Inclusion critieria (all arms):

• Histological confirmation of prostate adenocarcinoma within the last 18 months (unless on active surveillance and not clinically indicated)
• Men aged ≥18 years at randomisation
• WHO performance status 0 - 2
• Patients considered candidates for surgery are eligible for PACE-A; patients not considered candidates for surgery and patients who decline surgery or prefer to avoid surgery are eligible for PACE-B and PACE-C.
• Ability of the research subject to understand and the willingness to sign a written informed consent document.

Specific risk stratification inclusion criteria for PACE-A and PACE-B:

• Minimum of 10 biopsy cores.

• Gleason score ≤ 3+4

• Clinical and/or MRI stage T1c -T2c, N0-X, M0-X

• PSA ≤ 20 ng/ml (completed within 60 days of randomisation)

• Patients belonging to one of the following risk groups:

• Low risk - patients with tumours meeting all of the following criteria:

  • Gleason ≤ 6
  • Clinical stage T1-T2a
  • PSA < 10 ng/ml (within 60 days prior to randomisation)

• Intermediate risk - patients with tumours meeting any one of the following criteria:

  • Gleason 3+4
  • Clinical stage T2b or T2c
  • PSA 10-20 ng/ml (within 60 days prior to randomisation)

Specific risk stratification inclusion criteria for PACE-C:

• Patient planned for a minimum of 6 months ADT (maximum of 12 months). Patients receiving extended androgen deprivation therapy (18 months maximum) to permit safe delay of radiotherapy as a result of the COVID19 pandemic (only) are eligible.

• Gleason score ≤ 4+4

• MRI stage T1c -T3a, N0-X, M0-X

• PSA ≤ 30 ng/ml (within 60 days prior to starting ADT)
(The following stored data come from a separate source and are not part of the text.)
//! Request façade.
//!
//! [`PaywireClient`] ties the pieces together for every call: it makes sure
//! a valid bearer token exists, attaches the auth, version and idempotency
//! headers, and hands the request to the retry executor. The whole logical
//! operation runs under one deadline.
//!
//! # Example
//!
//! ```rust,no_run
//! use paywire_core::client::{CallContext, PaywireClient};
//! use paywire_core::config::ClientConfig;
//! use serde_json::json;
//!
//! # async fn demo() -> paywire_core::Result<()> {
//! let client = PaywireClient::new(ClientConfig::from_env()?)?;
//! let ctx = CallContext::new();
//!
//! let payment: serde_json::Value = client
//!     .do_json_endpoint(&ctx, "payments.create", None, Some(&json!({"amount": 1250})))
//!     .await?;
//! println!("{payment}");
//! # Ok(())
//! # }
//! ```

use crate::auth::{HttpLogin, TokenManager, TokenSource};
use crate::config::ClientConfig;
use crate::endpoint::{EndpointRegistry, HttpMethod};
use crate::error::{Error, Result};
use crate::http_client::headers::{X_API_VERSION, X_IDEMPOTENCY_KEY};
use crate::http_client::{ApiResponse, HttpClient, HttpRequest, RequestBody};
use crate::idempotency::IdempotencyPolicy;
use reqwest::header::{AUTHORIZATION, CONTENT_TYPE};
use serde::Serialize;
use serde::de::DeserializeOwned;
use std::sync::Arc;
use std::time::Duration;
use tokio_util::sync::CancellationToken;
use tracing::{debug, instrument, warn};
use zeroize::Zeroizing;

/// Expected statuses used by [`PaywireClient::do_json`] when none are given.
pub const DEFAULT_EXPECTED_STATUSES: &[u16] = &[200];

/// Typed "no request body" for [`PaywireClient::do_json`].
pub const NO_BODY: Option<&()> = None;

/// Per-call cancellation and deadline.
#[derive(Debug, Clone, Default)]
pub struct CallContext {
    /// Cancels the call when triggered.
    pub cancellation: Option<CancellationToken>,
    /// Overrides the configured operation timeout.
    pub timeout: Option<Duration>,
}

impl CallContext {
    /// A context with no cancellation and the default deadline.
    pub fn new() -> Self {
        Self::default()
    }

    /// Attaches a cancellation token.
    #[must_use]
    pub fn with_cancellation(mut self, token: CancellationToken) -> Self {
        self.cancellation = Some(token);
        self
    }

    /// Bounds the whole call by `timeout`.
    #[must_use]
    pub fn with_timeout(mut self, timeout: Duration) -> Self {
        self.timeout = Some(timeout);
        self
    }
}

/// Authenticated client for the payments API.
///
/// Cheap to clone; clones share the token, the connection pool and the
/// circuit breaker.
#[derive(Debug, Clone)]
pub struct PaywireClient {
    config: Arc<ClientConfig>,
    http: HttpClient,
    tokens: Arc<TokenManager>,
    registry: EndpointRegistry,
    idempotency: Arc<IdempotencyPolicy>,
}

impl PaywireClient {
    /// Creates a client that logs in with the configured credentials.
    pub fn new(config: ClientConfig) -> Result<Self> {
        let http = HttpClient::new(config.http.clone())?;
        let login = HttpLogin::from_config(http.clone(), &config)?;
        Self::assemble(config, http, Arc::new(login))
    }

    /// Creates a client that obtains tokens from `source`.
    pub fn with_token_source(config: ClientConfig, source: Arc<dyn TokenSource>) -> Result<Self> {
        let http = HttpClient::new(config.http.clone())?;
        Self::assemble(config, http, source)
    }

    fn assemble(config: ClientConfig, http: HttpClient, source: Arc<dyn TokenSource>) -> Result<Self> {
        let validation = config.validate()?;
        for warning in &validation.warnings {
            warn!(warning = %warning, "Client configuration warning");
        }

        let registry = EndpointRegistry::default();
        Ok(Self {
            tokens: Arc::new(TokenManager::new(source, config.token_refresh_buffer)),
            config: Arc::new(config),
            http,
            registry,
            idempotency: Arc::new(IdempotencyPolicy::new(registry)),
        })
    }

    /// Replaces the endpoint registry and the idempotency policy built on it.
    #[must_use]
    pub fn with_registry(mut self, registry: EndpointRegistry) -> Self {
        self.registry = registry;
        self.idempotency = Arc::new(IdempotencyPolicy::new(registry));
        self
    }

    /// Client configuration.
    pub fn config(&self) -> &ClientConfig {
        &self.config
    }

    /// Underlying transport, including the circuit breaker.
    pub fn http(&self) -> &HttpClient {
        &self.http
    }

    /// Token manager.
    pub fn tokens(&self) -> &TokenManager {
        &self.tokens
    }

    /// Endpoint registry used by [`do_json_endpoint`](Self::do_json_endpoint).
    pub fn registry(&self) -> &EndpointRegistry {
        &self.registry
    }

    /// `GET path`; returns the response for any status.
    pub async fn get(&self, ctx: &CallContext, path: &str) -> Result<ApiResponse> {
        self.send(ctx, HttpMethod::Get, path, RequestBody::Empty).await
    }

    /// `POST path` with a JSON body; returns the response for any status.
    pub async fn post<B>(&self, ctx: &CallContext, path: &str, body: &B) -> Result<ApiResponse>
    where
        B: Serialize + ?Sized,
    {
        self.send(ctx, HttpMethod::Post, path, RequestBody::json(body)?)
            .await
    }

    /// `PUT path` with a JSON body; returns the response for any status.
    pub async fn put<B>(&self, ctx: &CallContext, path: &str, body: &B) -> Result<ApiResponse>
    where
        B: Serialize + ?Sized,
    {
        self.send(ctx, HttpMethod::Put, path, RequestBody::json(body)?)
            .await
    }

    /// `DELETE path`; returns the response for any status.
    pub async fn delete(&self, ctx: &CallContext, path: &str) -> Result<ApiResponse> {
        self.send(ctx, HttpMethod::Delete, path, RequestBody::Empty)
            .await
    }

    /// Sends one logical request under the context's deadline.
    ///
    /// Fails with [`Error::Timeout`] when the deadline passes, whether during
    /// token refresh, an attempt or a backoff.
    #[instrument(
        name = "paywire_request",
        skip(self, ctx, body),
        fields(method = %method, path = %path)
    )]
    pub async fn send(
        &self,
        ctx: &CallContext,
        method: HttpMethod,
        path: &str,
        body: RequestBody,
    ) -> Result<ApiResponse> {
        let cancel = ctx.cancellation.clone().unwrap_or_default();
        let deadline = ctx.timeout.unwrap_or(self.config.http.timeout);

        match tokio::time::timeout(deadline, self.execute(method, path, body, &cancel)).await {
            Ok(result) => result,
            Err(_) => {
                warn!(timeout_ms = deadline.as_millis() as u64, "Operation timed out");
                Err(Error::timeout(format!(
                    "{method} {path} timed out after {deadline:?}"
                )))
            }
        }
    }

    async fn execute(
        &self,
        method: HttpMethod,
        path: &str,
        body: RequestBody,
        cancel: &CancellationToken,
    ) -> Result<ApiResponse> {
        let token = tokio::select! {
            biased;
            () = cancel.cancelled() => {
                return Err(Error::cancelled("cancelled while obtaining a token"));
            }
            token = self.tokens.ensure_valid_token() => token?,
        };
        let bearer = Zeroizing::new(format!("Bearer {}", token.expose_secret()));

        let mut request = HttpRequest::new(method, self.config.url_for(path)?)
            .sensitive_header(AUTHORIZATION, &bearer)?
            .header(X_API_VERSION, &self.config.api_version)?
            .header(CONTENT_TYPE, "application/json")?
            .body(body);

        if method == HttpMethod::Post
            && let Some(key) = self.idempotency.key_for(path)
        {
            debug!(idempotency_key = %key, "Attached idempotency key");
            request = request.header(X_IDEMPOTENCY_KEY, &key)?;
        }

        let response = self.http.execute_with_retry(&request, cancel).await?;
        if response.status == 401 && self.tokens.invalidate_if_current(&token).await {
            warn!("Token rejected, dropping it for the next call");
        }
        Ok(response)
    }

    /// Sends a request and decodes a JSON response.
    ///
    /// The body is decoded into `T` only when the status is in `expected`
    /// (`[200]` when empty). Any other status becomes an [`Error::Api`]
    /// carrying the upstream code and message. An empty success body decodes
    /// as JSON `null`, so `T = ()` works for 204 responses.
    pub async fn do_json<T, B>(
        &self,
        ctx: &CallContext,
        method: HttpMethod,
        path: &str,
        body: Option<&B>,
        expected: &[u16],
    ) -> Result<T>
    where
        T: DeserializeOwned,
        B: Serialize + ?Sized,
    {
        let body = match body {
            Some(body) => RequestBody::json(body)?,
            None => RequestBody::Empty,
        };
        let response = self.send(ctx, method, path, body).await?;

        let expected = if expected.is_empty() {
            DEFAULT_EXPECTED_STATUSES
        } else {
            expected
        };
        if !expected.contains(&response.status) {
            return Err(response.into_api_error(method.as_str(), path));
        }

        let decoded = if response.body.is_empty() {
            serde_json::from_slice(b"null").map_err(Error::from)
        } else {
            response.json()
        };
        decoded.map_err(|e| e.context(format!("Failed to decode {method} {path} response")))
    }

    /// Calls a registered endpoint by name.
    ///
    /// `id` fills the `{id}` placeholder; the descriptor supplies the method
    /// and the expected status.
    pub async fn do_json_endpoint<T, B>(
        &self,
        ctx: &CallContext,
        name: &str,
        id: Option<&str>,
        body: Option<&B>,
    ) -> Result<T>
    where
        T: DeserializeOwned,
        B: Serialize + ?Sized,
    {
        let endpoint = self.registry.require(name)?;
        let path = endpoint.render(id)?;
        self.do_json(ctx, endpoint.method, &path, body, &[endpoint.expected_status])
            .await
    }
}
• Patients belonging to one of the following risk groups:

• Intermediate risk - includes the presence of any of the following, assuming no high risk features apply:

  • Gleason 7 (3+4 or 4+3)
  • T2 (N0, M0-X)
  • PSA 10-20 ng/ml

• High risk - patients with tumours that meet a maximum of 2 of the following criteria:

  • Gleason 4+4 (max ≤ 50% cores)
  • T3a (N0, M0)
  • PSA >20 ng/ml

Exclusion criteria (all arms):

• Previous malignancy within the last 2 years (except basal cell carcinoma or squamous cell carcinoma of the skin), or if previous malignancy is expected to significantly compromise 5 year survival.
• Prior pelvic radiotherapy.
• Prior androgen deprivation therapy (including androgen agonists and antagonists) for PACE-A and PACE-B participants.
• Any prior active treatment for prostate cancer (with the exception of ADT for PACE-C participants). Patients previously on active surveillance are eligible if they continue to meet all other eligibility criteria.
• Life expectancy <5 years.
• Bilateral hip prostheses or any other implants/hardware that would introduce substantial CT artefacts.
• Medical conditions likely to make radiotherapy inadvisable eg inflammatory bowel disease, significant urinary symptoms.
• For patients having fiducials inserted: Anticoagulation with warfarin/ bleeding tendency making fiducial placement or surgery unsafe in the opinion of the clinician.
• Participation in another concurrent treatment protocol for prostate cancer.

Specific exclusion criteria for PACE-C:

• >14 weeks of androgen deprivation therapy prior to randomisation
• Medical conditions likely to make ADT inadvisable (e.g. significant and ongoing cardiac issues).